Figure 1.

Differential expression of TRAIL-Rs in human B cell subpopulations. Expression of TRAIL-R1, TRAIL-R2, TRAIL-R3 and TRAIL-R4 was characterized by flow cytometry in ex vivo CD19⁺ human B cells isolated from PBMCs (A–C) and tonsillar CD19⁺ cells (D–F). (A) Gating strategy to identify naïve (IgD⁺ CD27⁻), marginal zone (MZ; IgD⁺ CD27⁺) and switched memory (SM; IgD⁻ CD27⁻) cells from CD19⁺ live B cells. (B) Histograms show expression levels of indicated TRAIL-Rs in naïve, MZ and SM B cells compared to respective fluorescent minus one (FMO) controls. (C) Mean fluorescence intensity (MFI) of TRAIL-Rs among indicated B cell subsets.
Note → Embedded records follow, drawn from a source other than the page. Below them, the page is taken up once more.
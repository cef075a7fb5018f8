//! State graph for the `memories` category (spec §4.5.1/§6):
//!
//! ```text
//! CREATED
//!   -> MEMORY_GENERATE_PENDING  [submit LLM completion batch]
//!   -> MEMORY_GENERATE_PENDING  [poll; same kind -> bump poll_count]
//!   -> MEMORY_GENERATE_COMPLETE [results available; write memory rows]
//!   -> MEMORY_EMBED_PENDING     [submit LLM embed batch over new rows]
//!   -> MEMORY_EMBED_PENDING     [poll; same-kind bump]
//!   -> MEMORY_EMBED_COMPLETE    [attach vectors to rows]
//!   -> COMPLETE
//! ```
//!
//! Grounded on `context_use/memories/states.py`.

use chrono::{DateTime, Utc};
use serde::{Deserialize, Serialize};
use tapestry_proto::{State, StateKind};

use super::CategoryState;

/// `MEMORY_GENERATE_COMPLETE` carries `memory_ids` in addition to spec §6's
/// `completed_at`/`memories_count` pair: the embedding step needs a concrete
/// id list to hand `Store::get_unembedded_memories`, and the store contract
/// (spec §4.8) has no "every unembedded row" query — only an id-scoped one.
/// This is a recovered gap, not a field drop: the original looks up
/// unembedded rows by `tapestry_id` instead, a filter our `Store` contract
/// does not expose.
#[derive(Debug, Clone, PartialEq, Serialize, Deserialize)]
#[serde(tag = "status")]
pub enum MemoriesState {
    #[serde(rename = "CREATED")]
    Created { timestamp: DateTime<Utc> },

    #[serde(rename = "MEMORY_GENERATE_PENDING")]
    GeneratePending {
        job_key: String,
        poll_count: u32,
        submitted_at: DateTime<Utc>,
    },

    #[serde(rename = "MEMORY_GENERATE_COMPLETE")]
    GenerateComplete {
        completed_at: DateTime<Utc>,
        memories_count: u64,
        memory_ids: Vec<String>,
    },

    #[serde(rename = "MEMORY_EMBED_PENDING")]
    EmbedPending {
        job_key: String,
        poll_count: u32,
        submitted_at: DateTime<Utc>,
    },

    #[serde(rename = "MEMORY_EMBED_COMPLETE")]
    EmbedComplete {
        completed_at: DateTime<Utc>,
        embedded_count: u64,
    },

    #[serde(rename = "COMPLETE")]
    Complete { completed_at: DateTime<Utc> },

    #[serde(rename = "SKIPPED")]
    Skipped {
        skipped_at: DateTime<Utc>,
        reason: String,
    },

    #[serde(rename = "FAILED")]
    Failed {
        error_message: String,
        failed_at: DateTime<Utc>,
        previous_status: String,
    },
}

impl MemoriesState {
    pub fn created() -> Self {
        Self::Created { timestamp: Utc::now() }
    }

    pub fn generate_pending(job_key: String) -> Self {
        Self::GeneratePending {
            job_key,
            poll_count: 0,
            submitted_at: Utc::now(),
        }
    }

    pub fn generate_complete(memory_ids: Vec<String>) -> Self {
        Self::GenerateComplete {
            completed_at: Utc::now(),
            memories_count: memory_ids.len() as u64,
            memory_ids,
        }
    }

    pub fn embed_pending(job_key: String) -> Self {
        Self::EmbedPending {
            job_key,
            poll_count: 0,
            submitted_at: Utc::now(),
        }
    }

    pub fn embed_complete(embedded_count: u64) -> Self {
        Self::EmbedComplete {
            completed_at: Utc::now(),
            embedded_count,
        }
    }

    pub fn complete() -> Self {
        Self::Complete { completed_at: Utc::now() }
    }

    pub fn skipped(reason: impl Into<String>) -> Self {
        Self::Skipped {
            skipped_at: Utc::now(),
            reason: reason.into(),
        }
    }
}

impl State for MemoriesState {
    fn status(&self) -> &'static str {
        match self {
            Self::Created { .. } => "CREATED",
            Self::GeneratePending { .. } => "MEMORY_GENERATE_PENDING",
            Self::GenerateComplete { .. } => "MEMORY_GENERATE_COMPLETE",
            Self::EmbedPending { .. } => "MEMORY_EMBED_PENDING",
            Self::EmbedComplete { .. } => "MEMORY_EMBED_COMPLETE",
            Self::Complete { .. } => "COMPLETE",
            Self::Skipped { .. } => "SKIPPED",
            Self::Failed { .. } => "FAILED",
        }
    }

    fn kind(&self) -> StateKind {
        match self {
            Self::Created { .. } | Self::GenerateComplete { .. } | Self::EmbedComplete { .. } => {
                StateKind::Transition
            }
            Self::GeneratePending { .. } | Self::EmbedPending { .. } => StateKind::Polling,
            Self::Complete { .. } | Self::Skipped { .. } | Self::Failed { .. } => {
                StateKind::Terminal
            }
        }
    }

    fn countdown(&self) -> Option<u64> {
        match self {
            Self::GeneratePending { .. } | Self::EmbedPending { .. } => Some(
                crate::config::jittered_countdown(
                    crate::config::MEMORIES_POLL_BASE_SECS,
                    crate::config::POLL_JITTER_SECS,
                ),
            ),
            _ => None,
        }
    }

    fn poll_count(&self) -> Option<u32> {
        match self {
            Self::GeneratePending { poll_count, .. } | Self::EmbedPending { poll_count, .. } => {
                Some(*poll_count)
            }
            _ => None,
        }
    }
}

impl CategoryState for MemoriesState {
    const CATEGORY: &'static str = "memories";

    fn failed(error_message: String, previous_status: String) -> Self {
        Self::Failed {
            error_message,
            failed_at: Utc::now(),
            previous_status,
        }
    }

    fn countdown_with(&self, config: &crate::config::CountdownConfig) -> Option<u64> {
        match self {
            Self::GeneratePending { .. } | Self::EmbedPending { .. } => Some(config.jittered()),
            _ => None,
        }
    }
}

#[cfg(test)]
mod tests {
    use super::*;
    use serde_json::json;

    #[test]
    fn round_trips_generate_pending() {
        let s = MemoriesState::generate_pending("job-1".into());
        let value = s.to_value();
        let parsed = MemoriesState::parse(&value).unwrap();
        assert_eq!(s, parsed);
    }

    #[test]
    fn unknown_status_is_data_validation_error() {
        let err = MemoriesState::parse(&json!({"status": "NOPE"})).unwrap_err();
        assert!(matches!(err, crate::error::OrchestratorError::DataValidation(_)));
    }

    #[test]
    fn generate_pending_is_polling_with_countdown() {
        let s = MemoriesState::generate_pending("job-1".into());
        assert_eq!(s.kind(), StateKind::Polling);
        assert!(s.countdown().is_some());
        assert_eq!(s.poll_count(), Some(0));
    }

    #[test]
    fn complete_is_terminal() {
        assert!(MemoriesState::complete().is_terminal());
        assert!(MemoriesState::skipped("no groups").is_terminal());
    }
}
Each dot represents a biological replicate. (D) Gating strategy to identify follicular (FO; IgD⁺ CD38⁻), germinal center (GC; IgD⁻ CD38⁺) and switched memory-like (SM-like; IgD⁻ CD38⁻) cells among CD19⁺ live B cells. (E) TRAIL-R expression in FO, GC and SM-like B cells compared to respective FMO controls. (F) Quantifications of TRAIL-R expression among tonsillar B cell subpopulations depicted as MFI. Dots represent duplicates of six biological replicates. (C,F) Dashed lines indicate averaged FMO controls. Mean values ± SD are shown. n.s., not significant; ^*adj.p < 0.05; ^**adj.p < 0.01; ^***adj.p < 0.001. Statistical analysis was performed using one-way ANOVA, followed by Tukey's multiple comparison test where appropriate.